La question russe

Publié le 7 septembre 2008 Lecture : 2 minutes.

Évidemment, le président géorgien Mikheïl Saakachvili, porté par la sensation toujours dangereuse d’être protégé par l’ami américain, s’est comporté comme un va-t-en-guerre suicidaire, en bombardant à l’aveuglette la petite ville de Tskhinvali, en Ossétie du Sud.
Évidemment, il faudrait parler de la stratégie occidentale. Encercler le nouvel empire par des pays membres ou proches de l’Otan, prendre pied militairement dans les anciennes républiques soviétiques, installer des systèmes antimissiles en Pologne ou en Tchéquie, contourner la Russie pour l’acheminement du gaz et du pétrole, donner l’impression de vouloir lui couper l’accès aux mers chaudes (obsession nationale depuis les tsars), tout cela, un jour ou l’autre, devait mal finir.
La Géorgie en a fait les frais. La Russie a étalé sa puissance, de manière brutale.
Regardons-la, tout de même, cette Russie si forte. Ce fut une victoire militaire éclatante sur une armée géorgienne inexistante. Une opération menée avec des chars estampillés années 1970 et des vieux camions dont un certain nombre sont tombés en panne sur le bord des routes.
Regardons-la, cette Russie si puissante. La guerre de Géorgie aura fait plus pour le resserrement américano-européen que la guerre d’Afghanistan.

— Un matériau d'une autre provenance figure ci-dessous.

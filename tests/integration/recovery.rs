//! Simulated polarimetric calibration experiment.
//!
//! A randomly generated receiver observes a known, linearly polarized
//! calibrator and several unknown sources. The sources are also rotated by
//! a parallactic angle that follows the hour angle. The receiver and the
//! sources are then recovered for two interchangeable parameterizations of
//! the receiver, first from noise-free data and then from noisy data with
//! the default convergence heuristic.

use jonesfit::algebra::pauli::transform;
use jonesfit::algebra::{jones, Jones, Stokes};
use jonesfit::function::complex2::{polar, Coherency, Constant, Elements, Rotation1};
use jonesfit::function::scalar::Polynomial;
use jonesfit::function::{Arena, AxisId, NodeId};
use jonesfit::lm::{Solver, SolverConfig};
use jonesfit::reception::{simulate, CoherencyMeasurementSet, ReceptionModel};
use rand::{Rng, SeedableRng};
use rand_chacha::ChaCha8Rng;

use crate::test_helpers::{exact_observation, init_logger, jones_distance, real_first_element, stokes_distance};

const DIFFICULTY: f64 = 0.2;
const MAX_POLN: f64 = 0.8;
const INTENSITY: f64 = 10.0;
const ERROR_TOLERANCE: f64 = 2.0;
const VARIANCE: f64 = 1e-4;
const NSTATES: usize = 4;
const NOBS: usize = 12;
const NLOOP: usize = 100;
/// Largest error of a recovered source parameter, in standard deviations
const NOISE_TOLERANCE: f64 = 5.0;

/// Hour angle range in radians (five hours either side of transit)
const HA_MAX: f64 = 5.0 * std::f64::consts::PI / 12.0;

fn calibrator() -> Stokes<f64> {
    Stokes::new(1.0, 0.0, 0.95, 0.0)
}

struct Experiment {
    model: ReceptionModel,
    hour_angle: AxisId,
    receiver: NodeId,
    sources: Vec<NodeId>,
}

const CAL_PATH: usize = 0;
const SRC_PATH: usize = 1;

/// Calibrator (input 0) observed through the receiver; sources (inputs
/// 1..) observed through the receiver and the parallactic rotation.
fn experiment(receiver: impl FnOnce(&mut Arena) -> NodeId, sources: &[Stokes<f64>]) -> Experiment {
    let mut model = ReceptionModel::new();
    let arena = model.arena_mut();
    let hour_angle = arena.axis("hour_angle");
    let receiver = receiver(arena);

    // the parallactic angle equals the hour angle
    let rotation = arena.add_complex2(Rotation1::about(2));
    let angle = arena.add_scalar(Polynomial::new(2), &[hour_angle]).unwrap();
    arena.set_param(angle, 1, 1.0).unwrap();
    arena.set_infit(angle, 0, false).unwrap();
    arena.set_infit(angle, 1, false).unwrap();
    let projection = arena.chain(rotation, 0, angle).unwrap();
    let source_path = arena.product(&[receiver, projection]).unwrap();

    let cal = arena.add_complex2(Coherency::new(calibrator()));
    for k in 0..4 {
        arena.set_infit(cal, k, false).unwrap();
    }
    let sources: Vec<NodeId> = sources
        .iter()
        .map(|s| arena.add_complex2(Coherency::new(*s)))
        .collect();

    model.add_input(cal).unwrap();
    for &source in &sources {
        model.add_input(source).unwrap();
    }
    assert_eq!(model.add_transformation(receiver).unwrap(), CAL_PATH);
    assert_eq!(model.add_transformation(source_path).unwrap(), SRC_PATH);

    Experiment {
        model,
        hour_angle,
        receiver,
        sources,
    }
}

fn random_receiver(rng: &mut ChaCha8Rng) -> Jones {
    let mut arena = Arena::new();
    let receiver = polar(&mut arena).unwrap();
    // gain stays at unity; boost and rotation are random
    for index in 1..7 {
        arena
            .set_param(receiver, index, rng.gen_range(-DIFFICULTY..DIFFICULTY))
            .unwrap();
    }
    arena.evaluate::<Jones>(receiver, None).unwrap()
}

fn hour_angles() -> Vec<f64> {
    let step = 2.0 * HA_MAX / (NOBS - 1) as f64;
    (0..NOBS).map(|i| -HA_MAX + step * i as f64).collect()
}

fn simulate_data(truth: &mut Experiment) -> Vec<CoherencyMeasurementSet> {
    let mut data = vec![exact_observation(&mut truth.model, CAL_PATH, &[], &[0], VARIANCE)];
    let inputs: Vec<usize> = (1..=NSTATES).collect();
    for ha in hour_angles() {
        data.push(exact_observation(
            &mut truth.model,
            SRC_PATH,
            &[(truth.hour_angle, ha)],
            &inputs,
            VARIANCE,
        ));
    }
    data
}

fn simulate_noisy_data(truth: &mut Experiment, rng: &mut ChaCha8Rng) -> Vec<CoherencyMeasurementSet> {
    let mut data = vec![simulate::observe(&mut truth.model, CAL_PATH, &[], &[0], VARIANCE, rng).unwrap()];
    let inputs: Vec<usize> = (1..=NSTATES).collect();
    for ha in hour_angles() {
        let coordinates = [(truth.hour_angle, ha)];
        data.push(simulate::observe(&mut truth.model, SRC_PATH, &coordinates, &inputs, VARIANCE, rng).unwrap());
    }
    data
}

/// First guess of each source: the mean of its de-rotated observations.
fn source_guess(data: &[CoherencyMeasurementSet]) -> Vec<Stokes<f64>> {
    let mut arena = Arena::new();
    let rotation = arena.add_complex2(Rotation1::about(2));
    let mut sum = vec![Stokes::new(0.0, 0.0, 0.0, 0.0); NSTATES];
    let mut count = vec![0.0; NSTATES];

    for set in data.iter().filter(|set| set.transformation_index() == SRC_PATH) {
        let ha = set.coordinates()[0].1;
        arena.set_param(rotation, 0, ha).unwrap();
        let para = arena.evaluate::<Jones>(rotation, None).unwrap();
        for measurement in set.iter() {
            let index = measurement.input_index() - 1;
            let state = transform(&measurement.stokes().values(), &jones::herm(&para));
            sum[index] = sum[index] + state;
            count[index] += 1.0;
        }
    }
    sum.into_iter().zip(count).map(|(s, n)| s * (1.0 / n)).collect()
}

/// Returns true when the receiver and every source are recovered.
fn runtest(receiver: fn(&mut Arena) -> NodeId, fixed_phase: bool, noisy: bool, rng: &mut ChaCha8Rng) -> bool {
    let truth_receiver = random_receiver(rng);
    let sources: Vec<Stokes<f64>> = (0..NSTATES)
        .map(|_| simulate::random_stokes(MAX_POLN, rng) * INTENSITY)
        .collect();

    let mut truth = experiment(|arena| arena.add_complex2(Constant::new(truth_receiver)), &sources);
    let data = if noisy {
        simulate_noisy_data(&mut truth, rng)
    } else {
        simulate_data(&mut truth)
    };

    let guess = source_guess(&data);
    let mut fit = experiment(receiver, &guess);
    for set in data {
        fit.model.add_data(set).unwrap();
    }

    let config = if noisy {
        SolverConfig::default()
    } else {
        SolverConfig::default().with_convergence_chisq(VARIANCE * VARIANCE)
    };
    let mut solver = Solver::new(config);
    if let Err(error) = fit.model.solve(&mut solver) {
        log::warn!("recovery: {}", error);
        return false;
    }
    if noisy {
        return solver.solved() && sources_within_errors(&fit, &sources);
    }

    let limit = ERROR_TOLERANCE * ERROR_TOLERANCE * VARIANCE;

    let expected = if fixed_phase {
        real_first_element(&truth_receiver)
    } else {
        truth_receiver
    };
    let model_receiver = fit.model.arena_mut().evaluate::<Jones>(fit.receiver, None).unwrap();
    let diff = jones_distance(&model_receiver, &expected);
    if diff >= limit * jones::norm(&expected) {
        log::warn!("recovery: receiver norm={} model={} truth={}", diff, model_receiver, expected);
        return false;
    }

    for (istate, (&node, source)) in fit.sources.iter().zip(&sources).enumerate() {
        let arena = fit.model.arena();
        let state = Stokes::new(
            arena.param(node, 0).unwrap(),
            arena.param(node, 1).unwrap(),
            arena.param(node, 2).unwrap(),
            arena.param(node, 3).unwrap(),
        );
        let diff = stokes_distance(&state, source).sqrt();
        if diff > limit * source.norm() {
            log::warn!("recovery: source[{}] model={} input={} norm={}", istate, state, source, diff);
            return false;
        }
    }
    true
}

/// Every fitted source parameter lies within its fitted standard deviation
/// times the tolerance.
fn sources_within_errors(fit: &Experiment, sources: &[Stokes<f64>]) -> bool {
    let arena = fit.model.arena();
    for (istate, (&node, source)) in fit.sources.iter().zip(sources).enumerate() {
        for k in 0..4 {
            let value = arena.param(node, k).unwrap();
            let sigma = arena.variance(node, k).unwrap().sqrt();
            if !((value - source[k]).abs() < NOISE_TOLERANCE * sigma) {
                log::warn!(
                    "recovery: source[{}][{}] model={} input={} sigma={}",
                    istate,
                    k,
                    value,
                    source[k],
                    sigma
                );
                return false;
            }
        }
    }
    true
}

fn failure_count(receiver: fn(&mut Arena) -> NodeId, fixed_phase: bool, noisy: bool, seed: u64) -> usize {
    init_logger();
    let mut rng = ChaCha8Rng::seed_from_u64(seed);
    (0..NLOOP)
        .filter(|_| !runtest(receiver, fixed_phase, noisy, &mut rng))
        .count()
}

fn polar_receiver(arena: &mut Arena) -> NodeId {
    polar(arena).unwrap()
}

fn elements_receiver(arena: &mut Arena) -> NodeId {
    arena.add_complex2(Elements)
}

#[test]
fn test_polar_decomposition() {
    let nfail = failure_count(polar_receiver, false, false, 1);
    assert!(nfail * 20 <= NLOOP, "{} failures in {} trials", nfail, NLOOP);
}

#[test]
fn test_elements_decomposition() {
    let nfail = failure_count(elements_receiver, true, false, 2);
    assert!(nfail * 20 <= NLOOP, "{} failures in {} trials", nfail, NLOOP);
}

#[test]
fn test_polar_decomposition_noisy() {
    let nfail = failure_count(polar_receiver, false, true, 3);
    assert!(nfail * 20 <= NLOOP, "{} failures in {} trials", nfail, NLOOP);
}

#[test]
fn test_elements_decomposition_noisy() {
    let nfail = failure_count(elements_receiver, true, true, 4);
    assert!(nfail * 20 <= NLOOP, "{} failures in {} trials", nfail, NLOOP);
}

Les grandes nations émergentes, la Chine, l’Inde, ont gardé un silence quasi réprobateur. Les anciennes républiques soviétiques, et tout particulièrement les autocraties caucasiennes, traumatisées, vont chercher à se protéger par tous les moyens, en particulier sous l’ombrelle américaine. Les investissements se détournent de Moscou (où les lois sont à application variable). Dmitri Medvedev et Vladimir Poutine bombent le torse, mais, au fond, ils sont seuls et isolés.
Regardons-la, cette Russie si puissante. Le pouvoir est devenu de plus en plus autoritaire, tenu par les siloviki, les enfants du KGB. La démocratie russe est mort-née. La censure est permanente. Les assassinats politiques fréquents. Anna Politkovskaia, une journaliste, a été abattue, et ses assassins courent toujours. La justice est entre les mains du pouvoir, et Mikhaïl Khodorkovski est au bagne. Les oligarques qui profitent des largesses du pouvoir entretiennent un train de vie indécent aux quatre coins de la planète. Et pourtant, que produit la Russie ? Le peuple continue à vivre dans la pauvreté bercé par l’illusion d’appartenir à une grande puissance renaissante.
La Russie ne produit pas grand-chose à part beaucoup d’or noir. La force et les erreurs de la Russie viennent largement de cette ivresse pétrolière (comme en 1979, d’ailleurs, lors de l’invasion de l’Afghanistan).
Pour ramener la Russie à une attitude plus pragmatique, il faudrait que le prix du baril baisse de manière significative. Pour ramener la Russie à de meilleures intentions, il faut dialoguer avec elle, l’intégrer plus encore dans l’économie moderne, répondre à son sentiment d’insécurité.
Mais la Russie elle-même doit changer. Le comportement de la Russie impressionne, inquiète, mais ce n’est pas celui d’une grande nation moderne du XXIe siècle.